Panepistimiopolis, 15771

Athens, Greece

We evaluate the behavior of the Exponential Growth Copying (EGC) model for the web-graph and analyze the effect of individual parameters on its overall effectiveness through simulation. We derive the in and out degree probability distributions of the resulting graphs for various parameter values, measure them against the corresponding empirical power-laws on the real web and suggest appropriate values to improve EGC effectiveness. We conclude that the EGC model provides a very good approximation of the in-degree distribution while the out-degree distribution is plausible only when specific values of EGC parameters are employed.
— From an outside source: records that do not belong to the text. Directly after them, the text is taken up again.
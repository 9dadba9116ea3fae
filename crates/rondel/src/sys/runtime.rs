use crate::events::AppEvent;
use async_channel::Sender;
use std::path::PathBuf;
use std::thread;
use tokio::runtime::Runtime;

/// Runs the config watcher on its own tokio runtime, off the GTK thread.
pub fn start_background_services(tx: Sender<AppEvent>, config_path: PathBuf) {
    thread::spawn(move || {
        let rt = match Runtime::new() {
            Ok(rt) => rt,
            Err(e) => {
                log::error!("Failed to create Tokio runtime, hot reload disabled: {}", e);
                return;
            }
        };

        rt.block_on(async {
            {
                let tx = tx.clone();
                tokio::spawn(async move {
                    crate::config::run_async_watcher(tx, config_path).await;
                });
            }

            std::future::pending::<()>().await;
        });
    });
}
Web-graph, Models, Simulation.

Valid models of the web are important, both for
creating WWW-like representations where new applications can be
tested (searching, indexing, compression etc.) and for improving
the understanding of content creation on the web, predicting its
evolution and the emergence of important new phenomena. The
web-graph is an abstraction of the WWW: each HTML page is a vertex
and each hyperlink a directed edge, defined by origin vertex (tail)
and destination vertex (head). The out (in) degree of a vertex is
the number of edges having as tail (head) this specific vertex.
Crawls report [1, 2, 4] that “power-laws” exist for in
and out-degrees of web-graph vertices: The probability that a
vertex has in (out) degree *x* is proportional to
*x ^{-k}* for some

Among the various models that have been proposed for web-graph evolution, the Evolving Copying Models are highly regarded as they were explicitly designed to model the WWW. Their authors show that they have a large number of complete bipartite subgraphs, as has been observed in the crawls, whereas several other models do not. Their development was based on very realistic intuitions about the WWW [3][5]. In this paper, we study the behavior of the Exponential Growth Copying model (named henceforth EGC) [3] and analyze the effect of individual parameters on its overall effectiveness. We derive the in and out degree distributions of the resulting graphs for various parameter values and measure them against the reported power-laws for in and out degrees. We draw conclusions about the model behavior by measuring the error distribution between experimental and empirical results, using the mean error as a measure of performance. Finally, we suggest appropriate values for EGC parameters for more “web-like” graphs.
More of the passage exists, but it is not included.